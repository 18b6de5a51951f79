//! Access-token handling for the Gmail adapter.
//!
//! The OAuth consent flow is out of scope; this module mints short-lived
//! access tokens from the long-lived refresh token in the environment.
//! Refreshes are serialized behind an async mutex so concurrent workers
//! never race the token endpoint.

use chrono::{DateTime, Utc};
use tokio::sync::Mutex;

use super::MailError;
use crate::config::EnvSettings;

const TOKEN_URI: &str = "https://oauth2.googleapis.com/token";

/// Consider a token expired when within this many seconds of its expiry.
const EXPIRY_SLACK_SECS: i64 = 60;

#[derive(Debug)]
struct CachedToken {
    access_token: String,
    expires_at: DateTime<Utc>,
}

#[derive(Debug)]
pub struct TokenProvider {
    client_id: String,
    client_secret: String,
    refresh_token: String,
    http: reqwest::Client,
    cached: Mutex<Option<CachedToken>>,
}

impl TokenProvider {
    /// Build from environment settings. All three Google variables are
    /// required; a missing one is a permanent (non-transient) error.
    pub fn from_env(env: &EnvSettings) -> Result<Self, MailError> {
        let require = |value: &Option<String>, name: &str| {
            value
                .clone()
                .ok_or_else(|| MailError::CredentialsMissing(name.to_string()))
        };
        Ok(Self {
            client_id: require(&env.google_client_id, "GOOGLE_CLIENT_ID")?,
            client_secret: require(&env.google_client_secret, "GOOGLE_CLIENT_SECRET")?,
            refresh_token: require(&env.google_refresh_token, "GOOGLE_REFRESH_TOKEN")?,
            http: reqwest::Client::new(),
            cached: Mutex::new(None),
        })
    }

    /// A valid access token, refreshed when missing or near expiry.
    pub async fn access_token(&self) -> Result<String, MailError> {
        let mut cached = self.cached.lock().await;

        if let Some(token) = cached.as_ref() {
            let slack = chrono::Duration::seconds(EXPIRY_SLACK_SECS);
            if token.expires_at > Utc::now() + slack {
                return Ok(token.access_token.clone());
            }
        }

        let refreshed = self.refresh().await?;
        let access_token = refreshed.access_token.clone();
        *cached = Some(refreshed);
        Ok(access_token)
    }

    async fn refresh(&self) -> Result<CachedToken, MailError> {
        let resp = self
            .http
            .post(TOKEN_URI)
            .form(&[
                ("client_id", self.client_id.as_str()),
                ("client_secret", self.client_secret.as_str()),
                ("refresh_token", self.refresh_token.as_str()),
                ("grant_type", "refresh_token"),
            ])
            .send()
            .await?;

        let status = resp.status();
        if !status.is_success() {
            let body = resp.text().await.unwrap_or_default();
            if status.as_u16() == 400 || status.as_u16() == 401 {
                return Err(MailError::AuthExpired);
            }
            return Err(MailError::Api {
                status: status.as_u16(),
                message: body,
            });
        }

        let body: serde_json::Value = resp.json().await?;
        let access_token = body["access_token"]
            .as_str()
            .ok_or_else(|| MailError::Malformed("no access_token in refresh response".into()))?
            .to_string();
        let expires_in = body["expires_in"].as_i64().unwrap_or(3600);

        Ok(CachedToken {
            access_token,
            expires_at: Utc::now() + chrono::Duration::seconds(expires_in),
        })
    }
}

#[cfg(test)]
mod tests {
    use super::*;

    #[test]
    fn test_missing_credentials_is_permanent() {
        let env = EnvSettings::default();
        let err = TokenProvider::from_env(&env).unwrap_err();
        assert!(!err.is_transient());
        assert!(err.to_string().contains("GOOGLE_CLIENT_ID"));
    }

    #[test]
    fn test_partial_credentials_name_the_gap() {
        let env = EnvSettings {
            google_client_id: Some("id".into()),
            google_client_secret: Some("secret".into()),
            ..Default::default()
        };
        let err = TokenProvider::from_env(&env).unwrap_err();
        assert!(err.to_string().contains("GOOGLE_REFRESH_TOKEN"));
    }
}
# # #
### EXERCISE PROMPT
Retype the complete listing exactly.

### EXPECTED ANSWER
repository 18b6de5a51951f79
//! Access-token handling for the Gmail adapter.
//!
//! The OAuth consent flow is out of scope; this module mints short-lived
//! access tokens from the long-lived refresh token in the environment.
//! Refreshes are serialized behind an async mutex so concurrent workers
//! never race the token endpoint.

use chrono::{DateTime, Utc};
use tokio::sync::Mutex;

use super::MailError;
use crate::config::EnvSettings;

const TOKEN_URI: &str = "https://oauth2.googleapis.com/token";

/// Consider a token expired when within this many seconds of its expiry.
const EXPIRY_SLACK_SECS: i64 = 60;

#[derive(Debug)]
struct CachedToken {
    access_token: String,
    expires_at: DateTime<Utc>,
}

#[derive(Debug)]
pub struct TokenProvider {
    client_id: String,
    client_secret: String,
    refresh_token: String,
    http: reqwest::Client,
    cached: Mutex<Option<CachedToken>>,
}

impl TokenProvider {
    /// Build from environment settings. All three Google variables are
    /// required; a missing one is a permanent (non-transient) error.
    pub fn from_env(env: &EnvSettings) -> Result<Self, MailError> {
        let require = |value: &Option<String>, name: &str| {
            value
                .clone()
                .ok_or_else(|| MailError::CredentialsMissing(name.to_string()))
        };
        Ok(Self {
            client_id: require(&env.google_client_id, "GOOGLE_CLIENT_ID")?,
            client_secret: require(&env.google_client_secret, "GOOGLE_CLIENT_SECRET")?,
            refresh_token: require(&env.google_refresh_token, "GOOGLE_REFRESH_TOKEN")?,
            http: reqwest::Client::new(),
            cached: Mutex::new(None),
        })
    }

    /// A valid access token, refreshed when missing or near expiry.
    pub async fn access_token(&self) -> Result<String, MailError> {
        let mut cached = self.cached.lock().await;

        if let Some(token) = cached.as_ref() {
            let slack = chrono::Duration::seconds(EXPIRY_SLACK_SECS);
            if token.expires_at > Utc::now() + slack {
                return Ok(token.access_token.clone());
            }
        }

        let refreshed = self.refresh().await?;
        let access_token = refreshed.access_token.clone();
        *cached = Some(refreshed);
        Ok(access_token)
    }

    async fn refresh(&self) -> Result<CachedToken, MailError> {
        let resp = self
            .http
            .post(TOKEN_URI)
            .form(&[
                ("client_id", self.client_id.as_str()),
                ("client_secret", self.client_secret.as_str()),
                ("refresh_token", self.refresh_token.as_str()),
                ("grant_type", "refresh_token"),
            ])
            .send()
            .await?;

        let status = resp.status();
        if !status.is_success() {
            let body = resp.text().await.unwrap_or_default();
            if status.as_u16() == 400 || status.as_u16() == 401 {
                return Err(MailError::AuthExpired);
            }
            return Err(MailError::Api {
                status: status.as_u16(),
                message: body,
            });
        }

        let body: serde_json::Value = resp.json().await?;
        let access_token = body["access_token"]
            .as_str()
            .ok_or_else(|| MailError::Malformed("no access_token in refresh response".into()))?
            .to_string();
        let expires_in = body["expires_in"].as_i64().unwrap_or(3600);

        Ok(CachedToken {
            access_token,
            expires_at: Utc::now() + chrono::Duration::seconds(expires_in),
        })
    }
}

#[cfg(test)]
mod tests {
    use super::*;

    #[test]
    fn test_missing_credentials_is_permanent() {
        let env = EnvSettings::default();
        let err = TokenProvider::from_env(&env).unwrap_err();
        assert!(!err.is_transient());
        assert!(err.to_string().contains("GOOGLE_CLIENT_ID"));
    }

    #[test]
    fn test_partial_credentials_name_the_gap() {
        let env = EnvSettings {
            google_client_id: Some("id".into()),
            google_client_secret: Some("secret".into()),
            ..Default::default()
        };
        let err = TokenProvider::from_env(&env).unwrap_err();
        assert!(err.to_string().contains("GOOGLE_REFRESH_TOKEN"));
    }
}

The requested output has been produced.